Two raptors and a water bird were rescued in January this year by wildlife enforcers in Baliwag, Bulacan from an alleged wildlife poacher. To the untrained eye, they are birds being kept and to be sold as regular pets. But the two crested serpent eagles and one white-breasted waterhen, possessed without a permit, are part of an illegal and growing market whose estimated value is P50 billion annually. This incident is just one of the numerous accounts of illegal wildlife trade (IWT) happening in the country.
The ongoing pandemic and the series of lockdowns have posed another challenge to enforcement. Criminal elements have taken advantage of this situation and have shifted to modern methods in conducting their illegal business using the internet — posting listings through social networking sites such as Facebook and Twitter, and then negotiating deals through private, encrypted messaging apps.
In addition, the country’s wildlife law enforcement community in recent years saw a rise in incidents of apprehensions of syndicated taking of wildlife in large quantities with international connection.
On a global level, IWT is now regarded as the fourth largest illegal trade worldwide behind only illegal drugs, arms, and human trafficking.
Since its enactment in 2001, Republic Act No. 9147 or the Wildlife Resources Conservation and Protection Act has yet to be amended to respond to the up-to-date and crafty tactics used by illegal wildlife traders. Our legal framework has to be updated, upgraded, and modernized to keep up with the changing landscape and technologies of IWT.
Despite legal limitations, the Department of Environment and Natural Resources (DENR), with the help of other law enforcement agencies, civil society organizations, and a large community of advocates, had its fair share of triumphs. The efforts of our multi-agency partnerships under the Philippine Operations Group on Ivory and Illegal Wildlife Trade or POGI was recognized during the 5th Asia Environmental Awards by the United Nations Environment Programme (UNEP) for its achievements in addressing IWT and ivory trade in the country and combating trans-boundary environmental crimes, foremost of which was the arrest of Sharon Jonjon Lim, a notorious online wildlife trader who had eluded authorities for five years.
The agency has seen promising results from the beta-launch of WildALERT or the Wildlife Agency and Citizen Law Enforcement Reporting Tool, a mobile app we are developing to create a centralized system that will help DENR employees, our partners in law enforcement, and later on, private citizens to identify wildlife species, report illegal activities while in the field and to also monitor the status of wildlife crimes. The flora component of the app is under development, will be integrated to the main WildALERT system, and will be launched very soon.
With help from the Asian Development Bank and the Global Environment Facility, we developed a “self-paced” eTraining Course on Basic Wildlife Law Enforcement.
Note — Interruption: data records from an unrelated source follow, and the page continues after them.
//! Built-up area analysis command
//!
//! Aggregates the collection over the region, computes growth rates and
//! prints the table to the console and the run log.

use clap::ArgMatches;
use log::{info, warn};

use crate::api::{run_analysis, AnalysisRun};
use crate::commands::command_traits::Command;
use crate::commands::run_options::RunOptions;
use crate::pipeline::errors::GrowthResult;
use crate::pipeline::GridAggregator;
use crate::raster::catalog::load_collection;
use crate::raster::RasterLayer;
use crate::utils::format_utils::format_growth_table;
use crate::utils::logger::Logger;

/// Command that builds and reports the growth table
pub struct AnalyzeCommand<'a> {
    options: RunOptions,
    /// Logger for recording operations
    logger: &'a Logger,
}

impl<'a> AnalyzeCommand<'a> {
    /// Create a new analyze command
    ///
    /// # Arguments
    /// * `args` - CLI argument matches from clap
    /// * `logger` - Logger for recording operations
    pub fn new(args: &ArgMatches, logger: &'a Logger) -> GrowthResult<Self> {
        Ok(AnalyzeCommand {
            options: RunOptions::from_args(args)?,
            logger,
        })
    }

    pub(crate) fn from_options(options: RunOptions, logger: &'a Logger) -> Self {
        AnalyzeCommand { options, logger }
    }

    pub(crate) fn options(&self) -> &RunOptions {
        &self.options
    }

    /// Load layers and run the pipeline
    pub(crate) fn run(&self) -> GrowthResult<(Vec<RasterLayer>, AnalysisRun)> {
        let config = &self.options.config;
        let layers = load_collection(&self.options.input, &config.band)?;
        info!("Loaded {} layer(s) from {}", layers.len(), self.options.input.display());

        let aggregator = GridAggregator::new(config.scale).with_max_samples(config.max_samples);
        let run = run_analysis(config, &aggregator, &layers, &self.options.region, self.options.verbose)?;
        Ok((layers, run))
    }

    /// Print and log the growth table
    pub(crate) fn report(&self, run: &AnalysisRun) -> GrowthResult<()> {
        if run.table.is_empty() {
            warn!("No samples aggregated; the growth table is empty");
        }

        println!("{}", format_growth_table(&run.table, "km²"));
        self.logger.log_growth_table(&run.table)?;

        if !run.report.skipped.is_empty() {
            warn!("Omitted periods: {:?}", run.report.skipped_periods());
            self.logger.log_skipped(&run.report.skipped)?;
        }

        let undefined = run.table.undefined_periods();
        if !undefined.is_empty() {
            warn!("Growth undefined (zero or near-zero predecessor) for: {:?}", undefined);
        }
        Ok(())
    }
}

impl<'a> Command for AnalyzeCommand<'a> {
    fn execute(&self) -> GrowthResult<()> {
        let (_, run) = self.run()?;
        self.report(&run)
    }
}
This will allow our wildlife law enforcers and other stakeholders to take the course at their own time, pace, and space. DENR will pilot this as a specialized course under the Environment and Natural Resources Academy in September.
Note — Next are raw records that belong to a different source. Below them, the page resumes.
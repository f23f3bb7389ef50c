use std::collections::HashMap;

use chrono::{TimeZone, Utc};

use crate::coordinate::{BoundingBox, GeoTransform};
use crate::pipeline::aggregator::RegionAggregator;
use crate::pipeline::errors::AggregationError;
use crate::raster::RasterLayer;
use crate::region::Region;

pub const BAND: &str = "built_surface";

/// Aggregator returning canned raw sums keyed by layer label
pub struct FixedAggregator {
    sums: HashMap<String, Result<f64, AggregationError>>,
}

impl FixedAggregator {
    pub fn new(sums: &[(&str, f64)]) -> Self {
        FixedAggregator {
            sums: sums.iter().map(|(label, v)| (label.to_string(), Ok(*v))).collect(),
        }
    }

    pub fn failing(mut self, label: &str, error: AggregationError) -> Self {
        self.sums.insert(label.to_string(), Err(error));
        self
    }
}

impl RegionAggregator for FixedAggregator {
    fn aggregate(&self, layer: &RasterLayer, _region: &Region, band: &str) -> Result<f64, AggregationError> {
        if layer.band(band).is_none() {
            return Err(AggregationError::BandNotFound(band.to_string()));
        }
        self.sums.get(layer.label())
            .cloned()
            .unwrap_or(Err(AggregationError::NoData))
    }
}

/// 1x1 layer stamped January 1st of `year`
pub fn stamped_layer(label: &str, year: i32) -> RasterLayer {
    RasterLayer::new(label, GeoTransform::new(0.0, 100.0, 100.0, -100.0), 1, 1)
        .with_timestamp(Utc.with_ymd_and_hms(year, 1, 1, 0, 0, 0).unwrap())
        .with_band(BAND, vec![0.0])
        .unwrap()
}

/// size x size grid of 100 m pixels anchored at (0, size*100), every pixel `value`
pub fn uniform_layer(label: &str, year: i32, size: usize, value: f64) -> RasterLayer {
    let origin_y = size as f64 * 100.0;
    RasterLayer::new(label, GeoTransform::new(0.0, origin_y, 100.0, -100.0), size, size)
        .with_timestamp(Utc.with_ymd_and_hms(year, 6, 30, 12, 0, 0).unwrap())
        .with_band(BAND, vec![value; size * size])
        .unwrap()
}

pub fn bbox_region(min_x: f64, min_y: f64, max_x: f64, max_y: f64) -> Region {
    Region::from_bbox(&BoundingBox::new(min_x, min_y, max_x, max_y)).unwrap()
}

pub fn assert_close(actual: f64, expected: f64) {
    std::assert!((actual - expected).abs() < 1e-9, "expected {}, got {}", expected, actual);
}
The government’s recently-concluded National Environmental Law Enforcement or NELE Summit yielded great opportunities for us. We adopted key resolutions against wildlife crimes and approved a strategic and responsive Action Plan. Our way forward is a more proactive, responsive, just, and sustained enforcement of our environmental laws through strong, accountable, and collaborative efforts of capable enforcers and stakeholders.
These successes and milestones over the years, coupled with continuous support from local governments and development partners, are part of our three-pronged strategy against illegal wildlife trade: strengthening of our legal frameworks, bolstering capacities across the full law enforcement chain, and reducing demand in the trade by raising awareness among the public.
But more has to be done.
To date, two pending bills in the Senate have been filed to address gaps in wildlife conservation and protection and to respond to the illegal wildlife trade crisis. Senate Bill Nos. 2078 and 2079, filed by Senators Cynthia Villar and Juan Miguel Zubiri respectively, aims to amend the 20-year-old Wildlife Act, and will strengthen wildlife conservation and protection mechanisms in the country. A counterpart measure is also being finalized by our champion legislators in the House of Representatives.
A strong legal framework will yield stronger enforcement critical to stopping those who traffic protected wildlife. It will also result to a more robust response to an increasingly sophisticated and transnational crime.
We must act now.
The DENR stands ready to work hand-in-hand with our legislators in amending the Wildlife Act. The Department also commits to intensifying its efforts to combat IWT, reverse its ecological damage, and ensure that the country’s natural resources are conserved for future generations.
Together, citizens and duty-bearers alike, can address this serious and growing threat head-on and build a sustainable future for the country and for young Filipinos.
We should remember that environmental stewardship is ultimately for our sake. The environment does not depend on us. The fact is, our species’ future survival depends on the environment.